Il ne voudrait pas qu’il restât un seul témoin de cet effroyable anéantissement. La discrétion de ses gens lui étant assurée jusqu’à la mort, il se flatte de pouvoir nier, au besoin, cette facile et sauvage victoire.

Et voilà que cette damnée folle se jette en travers de ce plan si simple d’où peut et doit sortir pour plus tard une impunité absolue.

Aussi, comme il voudrait trouver un motif, même futile ou mauvais, à briser ce touchant et séculaire privilège des déments !

Ce nom de Joannès lui a fait dresser l’oreille comme un appel de trompette.

Joannès !… le Slave intrépide qui l’a si audacieusement bafoué, lui a infligé des pertes si cruelles ; et a failli lui enlever la victoire !

Il s’approche de plus près, voit l’homme dénommé Joannès dans les bras de la folle qui l’étreint passionnément et répète sans trêve son nom :

« Joannès !… ô mon bien-aimé, je te retrouve enfin !… c’est toi !… Joannès dont le nom est pour mon âme la plus suave des musiques !…

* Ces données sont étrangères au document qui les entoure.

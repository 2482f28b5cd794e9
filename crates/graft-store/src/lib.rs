//! Bounded YAML document stores for graft.
//!
//! The engine persists exactly two YAML documents: the declarative config
//! (`vendor.yml`) and the provenance lockfile (`vendor.lock`). Both run
//! through the same generic [`YamlStore`]: documents over 1 MiB are
//! rejected by a stat check before any bytes are read, and writes go
//! through a temp file plus rename so readers never observe a torn
//! document.
//!
//! Missing files are a per-document policy: a missing config yields an
//! empty vendor list, a missing lockfile is an error in contexts that
//! require one.

use std::fs;
use std::marker::PhantomData;
use std::path::{Path, PathBuf};

use graft_types::{Error, Result, VendorConfig, VendorLock};
use serde::Serialize;
use serde::de::DeserializeOwned;

/// Documents larger than this are rejected before reading.
pub const MAX_DOCUMENT_BYTES: u64 = 1024 * 1024;

/// Default config file name.
pub const CONFIG_FILE: &str = "vendor.yml";

/// Default lockfile name.
pub const LOCK_FILE: &str = "vendor.lock";

/// Why a raw load failed; the typed wrappers map this onto the error
/// taxonomy with the right document kind.
#[derive(Debug)]
enum LoadFailure {
    Missing,
    TooLarge(u64),
    Io(std::io::Error),
    Parse(String),
}

impl LoadFailure {
    fn message(&self) -> String {
        match self {
            LoadFailure::Missing => "file not found".to_string(),
            LoadFailure::TooLarge(size) => {
                format!("document is {size} bytes, cap is {MAX_DOCUMENT_BYTES}")
            }
            LoadFailure::Io(e) => e.to_string(),
            LoadFailure::Parse(msg) => msg.clone(),
        }
    }
}

/// Generic bounded YAML store parameterized by document type.
#[derive(Debug, Clone)]
pub struct YamlStore<T> {
    path: PathBuf,
    _marker: PhantomData<T>,
}

impl<T: Serialize + DeserializeOwned> YamlStore<T> {
    pub fn new(path: impl Into<PathBuf>) -> Self {
        Self {
            path: path.into(),
            _marker: PhantomData,
        }
    }

    pub fn path(&self) -> &Path {
        &self.path
    }

    pub fn exists(&self) -> bool {
        self.path.exists()
    }

    fn load_raw(&self) -> std::result::Result<T, LoadFailure> {
        let meta = match fs::metadata(&self.path) {
            Ok(meta) => meta,
            Err(e) if e.kind() == std::io::ErrorKind::NotFound => {
                return Err(LoadFailure::Missing);
            }
            Err(e) => return Err(LoadFailure::Io(e)),
        };
        if meta.len() > MAX_DOCUMENT_BYTES {
            return Err(LoadFailure::TooLarge(meta.len()));
        }

        let content = fs::read_to_string(&self.path).map_err(LoadFailure::Io)?;
        serde_yaml::from_str(&content).map_err(|e| LoadFailure::Parse(e.to_string()))
    }

    fn save_raw(&self, value: &T) -> std::result::Result<(), LoadFailure> {
        let yaml =
            serde_yaml::to_string(value).map_err(|e| LoadFailure::Parse(e.to_string()))?;
        if yaml.len() as u64 > MAX_DOCUMENT_BYTES {
            return Err(LoadFailure::TooLarge(yaml.len() as u64));
        }

        if let Some(parent) = self.path.parent() {
            if !parent.as_os_str().is_empty() {
                fs::create_dir_all(parent).map_err(LoadFailure::Io)?;
            }
        }

        // Temp file + rename so concurrent readers never see a torn write.
        let tmp_path = self.path.with_extension("tmp");
        fs::write(&tmp_path, yaml).map_err(LoadFailure::Io)?;
        fs::rename(&tmp_path, &self.path).map_err(LoadFailure::Io)?;
        Ok(())
    }
}

/// Store for the declarative `vendor.yml`.
#[derive(Debug, Clone)]
pub struct ConfigStore {
    inner: YamlStore<VendorConfig>,
}

impl ConfigStore {
    pub fn new(path: impl Into<PathBuf>) -> Self {
        Self {
            inner: YamlStore::new(path),
        }
    }

    /// Conventional location under a root directory.
    pub fn in_dir(root: &Path) -> Self {
        Self::new(root.join(CONFIG_FILE))
    }

    pub fn path(&self) -> &Path {
        self.inner.path()
    }

    /// Load and validate. A missing file yields an empty vendor list.
    pub fn load(&self) -> Result<VendorConfig> {
        let config = match self.inner.load_raw() {
            Ok(config) => config,
            Err(LoadFailure::Missing) => VendorConfig::default(),
            Err(failure) => {
                return Err(Error::ConfigLoad {
                    path: self.inner.path.clone(),
                    message: failure.message(),
                });
            }
        };
        config.validate()?;
        Ok(config)
    }

    /// Save, preserving vendor order.
    pub fn save(&self, config: &VendorConfig) -> Result<()> {
        self.inner.save_raw(config).map_err(|failure| match failure {
            LoadFailure::Io(e) => Error::io(&self.inner.path, e),
            other => Error::ConfigLoad {
                path: self.inner.path.clone(),
                message: other.message(),
            },
        })
    }
}

/// Store for the provenance `vendor.lock`.
#[derive(Debug, Clone)]
pub struct LockStore {
    inner: YamlStore<VendorLock>,
}

impl LockStore {
    pub fn new(path: impl Into<PathBuf>) -> Self {
        Self {
            inner: YamlStore::new(path),
        }
    }

    /// Conventional location under a root directory.
    pub fn in_dir(root: &Path) -> Self {
        Self::new(root.join(LOCK_FILE))
    }

    pub fn path(&self) -> &Path {
        self.inner.path()
    }

    pub fn exists(&self) -> bool {
        self.inner.exists()
    }

    /// Load; a missing file is an error here.
    pub fn load(&self) -> Result<VendorLock> {
        self.inner.load_raw().map_err(|failure| Error::LockLoad {
            path: self.inner.path.clone(),
            message: failure.message(),
        })
    }

    /// Load, treating a missing file as an empty lock. Sync and update
    /// bootstrap from this.
    pub fn load_or_default(&self) -> Result<VendorLock> {
        match self.inner.load_raw() {
            Ok(lock) => Ok(lock),
            Err(LoadFailure::Missing) => Ok(VendorLock::default()),
            Err(failure) => Err(Error::LockLoad {
                path: self.inner.path.clone(),
                message: failure.message(),
            }),
        }
    }

    /// Save atomically.
    pub fn save(&self, lock: &VendorLock) -> Result<()> {
        self.inner.save_raw(lock).map_err(|failure| match failure {
            LoadFailure::Io(e) => Error::io(&self.inner.path, e),
            other => Error::LockLoad {
                path: self.inner.path.clone(),
                message: other.message(),
            },
        })
    }
}

#[cfg(test)]
mod tests {
    use std::collections::BTreeMap;

    use chrono::Utc;
    use graft_types::{
        BranchSpec, LockDetails, PathMapping, PositionLock, VendorSpec, SCHEMA_VERSION,
    };
    use tempfile::tempdir;

    use super::*;

    fn vendor(name: &str) -> VendorSpec {
        VendorSpec {
            name: name.to_string(),
            url: format!("https://github.com/acme/{name}"),
            specs: vec![BranchSpec {
                ref_: "main".to_string(),
                default_target: None,
                mapping: vec![PathMapping {
                    from: "src".to_string(),
                    to: format!("lib/{name}"),
                }],
            }],
            ..Default::default()
        }
    }

    fn lock_entry(name: &str) -> LockDetails {
        let mut file_hashes = BTreeMap::new();
        file_hashes.insert(format!("lib/{name}/a.rs"), "ab".repeat(32));
        file_hashes.insert(format!("lib/{name}/b.rs"), "cd".repeat(32));
        LockDetails {
            name: name.to_string(),
            ref_: "main".to_string(),
            commit_hash: "e".repeat(40),
            updated: Utc::now(),
            file_hashes,
            positions: vec![PositionLock {
                from: "src/a.rs:L1-L3".to_string(),
                to: format!("lib/{name}/snippet.rs"),
                source_hash: format!("sha256:{}", "f".repeat(64)),
            }],
            license_path: None,
            license_spdx: Some("MIT".to_string()),
            source_version_tag: None,
            vendored_at: Utc::now(),
            vendored_by: "tester".to_string(),
            last_synced_at: Utc::now(),
            source: None,
            source_file_hashes: None,
            accepted_drift: None,
        }
    }

    #[test]
    fn missing_config_yields_empty_vendor_list() {
        let td = tempdir().expect("tempdir");
        let store = ConfigStore::in_dir(td.path());
        let config = store.load().expect("load");
        assert!(config.vendors.is_empty());
    }

    #[test]
    fn missing_lock_is_an_error() {
        let td = tempdir().expect("tempdir");
        let store = LockStore::in_dir(td.path());
        let err = store.load().expect_err("must fail");
        assert!(matches!(err, Error::LockLoad { .. }));
    }

    #[test]
    fn missing_lock_defaults_when_allowed() {
        let td = tempdir().expect("tempdir");
        let store = LockStore::in_dir(td.path());
        let lock = store.load_or_default().expect("load");
        assert_eq!(lock.schema_version, SCHEMA_VERSION);
        assert!(lock.vendors.is_empty());
    }

    #[test]
    fn config_round_trip_preserves_vendor_order() {
        let td = tempdir().expect("tempdir");
        let store = ConfigStore::in_dir(td.path());
        let config = graft_types::VendorConfig {
            vendors: vec![vendor("zeta"), vendor("alpha"), vendor("mid")],
        };
        store.save(&config).expect("save");
        let back = store.load().expect("load");
        assert_eq!(back, config);
        let names: Vec<&str> = back.vendors.iter().map(|v| v.name.as_str()).collect();
        assert_eq!(names, vec!["zeta", "alpha", "mid"]);
    }

    #[test]
    fn lock_round_trip_is_identity() {
        let td = tempdir().expect("tempdir");
        let store = LockStore::in_dir(td.path());
        let lock = graft_types::VendorLock {
            schema_version: SCHEMA_VERSION.to_string(),
            vendors: vec![lock_entry("utils"), lock_entry("codec")],
        };
        store.save(&lock).expect("save");
        let once = store.load().expect("load");
        assert_eq!(once, lock);

        // Double round-trip is the identity too.
        store.save(&once).expect("save again");
        let twice = store.load().expect("load again");
        assert_eq!(twice, once);
    }

    #[test]
    fn file_hashes_serialize_with_sorted_keys() {
        let td = tempdir().expect("tempdir");
        let store = LockStore::in_dir(td.path());
        let lock = graft_types::VendorLock {
            schema_version: SCHEMA_VERSION.to_string(),
            vendors: vec![lock_entry("utils")],
        };
        store.save(&lock).expect("save");
        let text = std::fs::read_to_string(store.path()).expect("read");
        let a = text.find("lib/utils/a.rs").expect("a present");
        let b = text.find("lib/utils/b.rs").expect("b present");
        assert!(a < b);
    }

    #[test]
    fn oversized_document_rejected_before_read() {
        let td = tempdir().expect("tempdir");
        let path = td.path().join(CONFIG_FILE);
        let big = "#".repeat((MAX_DOCUMENT_BYTES + 1) as usize);
        std::fs::write(&path, big).expect("write");

        let store = ConfigStore::new(&path);
        let err = store.load().expect_err("must fail");
        match err {
            Error::ConfigLoad { message, .. } => assert!(message.contains("cap")),
            other => panic!("unexpected error {other:?}"),
        }
    }

    #[test]
    fn parse_error_surfaces_as_config_load() {
        let td = tempdir().expect("tempdir");
        let path = td.path().join(CONFIG_FILE);
        std::fs::write(&path, "vendors: {not: [valid").expect("write");

        let store = ConfigStore::new(&path);
        assert!(matches!(store.load(), Err(Error::ConfigLoad { .. })));
    }

    #[test]
    fn invalid_config_rejected_on_load() {
        let td = tempdir().expect("tempdir");
        let store = ConfigStore::in_dir(td.path());
        let mut bad = vendor("utils");
        bad.specs.clear();
        // Bypass save-side validation by writing the YAML directly.
        let yaml = serde_yaml::to_string(&graft_types::VendorConfig {
            vendors: vec![bad],
        })
        .expect("serialize");
        std::fs::write(store.path(), yaml).expect("write");

        assert!(matches!(store.load(), Err(Error::ConfigInvalid { .. })));
    }

    #[test]
    fn save_replaces_existing_document_atomically() {
        let td = tempdir().expect("tempdir");
        let store = LockStore::in_dir(td.path());
        let mut lock = graft_types::VendorLock::default();
        lock.vendors.push(lock_entry("utils"));
        store.save(&lock).expect("save");

        lock.vendors.push(lock_entry("codec"));
        store.save(&lock).expect("save");

        let back = store.load().expect("load");
        assert_eq!(back.vendors.len(), 2);
        assert!(!store.path().with_extension("tmp").exists());
    }

    #[test]
    fn config_with_many_vendors_under_cap_parses() {
        let td = tempdir().expect("tempdir");
        let store = ConfigStore::in_dir(td.path());
        let config = graft_types::VendorConfig {
            vendors: (0..500).map(|i| vendor(&format!("v{i}"))).collect(),
        };
        store.save(&config).expect("save");
        let meta = std::fs::metadata(store.path()).expect("stat");
        assert!(meta.len() <= MAX_DOCUMENT_BYTES);
        let back = store.load().expect("load");
        assert_eq!(back.vendors.len(), 500);
    }
}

« Béni soit le Seigneur Dieu… Bénie soit la Panaggia, sa très sainte, mère, qui ont permis à Nikéa de revoir Joannès !

« Nikéa !… Joannès !… nos noms sont indissolublement unis comme nos âmes et aussi comme nos corps !… car tu es mon époux… car je suis ta femme devant le Seigneur et devant les hommes.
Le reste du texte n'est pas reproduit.